Perhaps as we have heard that history , the study of past events, as differentiated from the process of recorded time passing we may come to a position between social science and art, to look to the verb we have all used, to state that "History is neither science or accumulation of data, or an "Art" the analysis of the assembly but a third form of endeavour, a "Study" that is a mingled but not confused method of analysis?

14danharness
jan 23, 2017, 1:16 am

Before letting this thread pass on into its own history, I thought I might add a few thoughts of my own. I had avoided doing so because they do not directly address eschator83’s original questions. But nobody up to this point has really touched on the place of philosophy of history (or historical theory) as a subdiscipline of both history and philosophy. I have always been interested in the ways in which practicing historians either confront it or (more commonly, I think) avoid confronting it. Most graduate history programs, for example, require coursework in historiography and/or historical methodology, but much less often in historical theory. My own previous program listed three basic courses. The first, historical methods, had once been required, but was by then optional, although still offered.
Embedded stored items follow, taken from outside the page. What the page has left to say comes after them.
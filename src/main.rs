//! Fiber Align CLI - Run an alignment against the simulated coupling model.

use std::fs;
use std::path::PathBuf;
use std::time::Instant;

use serde::{Deserialize, Serialize};

use fiber_align::{
    compute::{
        CouplingModel, SimulatedCoupling,
        optimizer::{Optimizer, save_result},
    },
    schema::{OptimizerConfig, OptimizerEvent},
};

/// Optimizer settings plus the simulated meter, in one file.
#[derive(Debug, Default, Serialize, Deserialize)]
struct RunConfig {
    #[serde(flatten)]
    optimizer: OptimizerConfig,
    #[serde(default)]
    simulation: CouplingModel,
}

fn main() {
    env_logger::init();

    let args: Vec<String> = std::env::args().collect();

    if args.len() < 2 {
        eprintln!(
            "Usage: {} <config.json> [--save <result.json>] [--noise <rel>] [--drift <step>]",
            args[0]
        );
        eprintln!();
        eprintln!("Align both fiber endpoints against a simulated power meter.");
        eprintln!();
        eprintln!("Arguments:");
        eprintln!("  config.json  Path to optimizer configuration file");
        eprintln!("  --save       Write the result as JSON to this path");
        eprintln!("  --noise      Relative reading noise (overrides config)");
        eprintln!("  --drift      Optimum shift per evaluation (overrides config)");
        eprintln!();
        eprintln!("Example configuration is generated with --example flag.");
        std::process::exit(1);
    }

    if args[1] == "--example" {
        print_example_config();
        return;
    }

    let config_path = PathBuf::from(&args[1]);
    let mut save_path: Option<PathBuf> = None;
    let mut noise: Option<f64> = None;
    let mut drift: Option<f64> = None;

    let mut rest = args[2..].iter();
    while let Some(flag) = rest.next() {
        let value = rest.next().unwrap_or_else(|| {
            eprintln!("Missing value for {}", flag);
            std::process::exit(1);
        });
        match flag.as_str() {
            "--save" => save_path = Some(PathBuf::from(value)),
            "--noise" => noise = Some(parse_number(flag, value)),
            "--drift" => drift = Some(parse_number(flag, value)),
            other => {
                eprintln!("Unknown argument: {}", other);
                std::process::exit(1);
            }
        }
    }

    // Load configuration
    let config_str = fs::read_to_string(&config_path).unwrap_or_else(|e| {
        eprintln!("Error reading config file: {}", e);
        std::process::exit(1);
    });

    let mut run: RunConfig = serde_json::from_str(&config_str).unwrap_or_else(|e| {
        eprintln!("Error parsing config: {}", e);
        std::process::exit(1);
    });
    if let Some(noise) = noise {
        run.simulation.noise = noise;
    }
    if let Some(drift) = drift {
        run.simulation.drift_per_evaluation = drift;
    }

    let config = run.optimizer;
    let tunables = &config.tunables;
    println!("Fiber Alignment");
    println!("===============");
    println!(
        "Variables: A {:?}, B {:?}",
        config.search_space.a.variables, config.search_space.b.variables
    );
    println!(
        "Population: {} (elite {}, tournament {})",
        tunables.population_size, tunables.elite_size, tunables.tournament_size
    );
    println!("Generations: {}", config.generations);
    println!("Lock policy: {:?}", config.lock_policy);
    println!(
        "Simulation: peak {:.3} mW, noise {}, drift {}",
        run.simulation.peak_power, run.simulation.noise, run.simulation.drift_per_evaluation
    );
    println!();

    let meter = SimulatedCoupling::new(run.simulation, &config.search_space);
    let total = config.generations;
    let mut optimizer = Optimizer::new(config, meter);
    let events = optimizer.subscribe();

    println!("Running optimization...");
    let start = Instant::now();

    let worker = optimizer.spawn().unwrap_or_else(|e| {
        eprintln!("Error starting optimizer thread: {}", e);
        std::process::exit(1);
    });

    for event in events {
        match event {
            OptimizerEvent::Generation(report) => {
                // Print progress every 10%
                if (report.generation + 1) % (total / 10).max(1) == 0 {
                    println!(
                        "  Generation {}/{}: best={:.6}, avg={:.6}, phase={}, {} evals",
                        report.generation + 1,
                        report.total_generations,
                        report.best_fitness,
                        report.avg_fitness,
                        report.phase,
                        report.evaluations
                    );
                }
            }
            OptimizerEvent::ExplorationStarted { generation, round } => {
                println!("  Generation {}: enhanced exploration round {}", generation + 1, round);
            }
            OptimizerEvent::GlobalConvergenceDetected { generation, best } => {
                println!("  Generation {}: global convergence at {:.6}", generation + 1, best);
            }
            OptimizerEvent::PositionLocked { pose, fitness } => {
                println!("  Position locked at {:.6}: {}", fitness, pose);
            }
            OptimizerEvent::HighPowerModeEntered { params } => {
                println!(
                    "  High-power keep: center {:.6}, population {}",
                    params.center_fitness, params.population_size
                );
            }
            OptimizerEvent::PossibleDrift { fitness, center_fitness } => {
                println!("  Possible drift: {:.6} vs center {:.6}", fitness, center_fitness);
            }
            _ => {}
        }
    }

    let result = worker.join().unwrap_or_else(|_| {
        eprintln!("Optimizer thread panicked");
        std::process::exit(1);
    });
    let elapsed = start.elapsed();

    println!();
    println!("Result:");
    println!("  Success: {}", result.success);
    if let Some(error) = &result.error {
        println!("  Error: {}", error);
    }
    println!("  Stop reason: {:?}", result.stop_reason);
    println!("  Final phase: {}", result.final_phase);
    println!("  Best power: {:.6}", result.best_fitness);
    println!("  Best pose: {}", result.best_pose);
    println!(
        "  Generations: {}, evaluations: {}",
        result.generations, result.evaluations
    );
    println!(
        "  Local convergences: {}, global: {}, locked: {}",
        result.local_convergence_count, result.global_converged, result.position_locked
    );
    println!(
        "Time: {:.2}s ({:.1} evals/s)",
        elapsed.as_secs_f32(),
        result.evaluations as f32 / elapsed.as_secs_f32()
    );

    if let Some(path) = save_path {
        save_result(&result, &path).unwrap_or_else(|e| {
            eprintln!("Error saving result: {}", e);
            std::process::exit(1);
        });
        println!("Saved result to {}", path.display());
    }

    if !result.success {
        std::process::exit(1);
    }
}

fn parse_number(flag: &str, value: &str) -> f64 {
    value.parse().unwrap_or_else(|_| {
        eprintln!("Invalid number for {}: {}", flag, value);
        std::process::exit(1);
    })
}

fn print_example_config() {
    let config = RunConfig::default();

    println!("Example configuration (config.json):");
    match serde_json::to_string_pretty(&config) {
        Ok(json) => println!("{}", json),
        Err(e) => eprintln!("Error serializing config: {}", e),
    }
}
The second, historiography, was required. The third, historical theory, was introduced as a required course, but they never actually got around to offering it, and I notice that it is no longer in the catalog.

As I understand it (and as previous posters have noted) the field itself is concerned with concepts such as the nature of historical knowledge, the possibility of scientific history (objectivity vs. subjectivity), and the role of narrative in history. Anyone who is interested in exploring the field further ought to look at Mary Fulbrook’s densely written Historical Theory. There is a much briefer introduction in a pamphlet issued by the American Historical Association nearly 50 years ago: Elements of Historical Thinking by Paul L. Ward. And for the various ways in which American historians have confronted these issues, there is the long but excellent That Noble Dream by Peter Novick. These, at least, are three works that I am familiar with; doubtless there are many others which could be mentioned.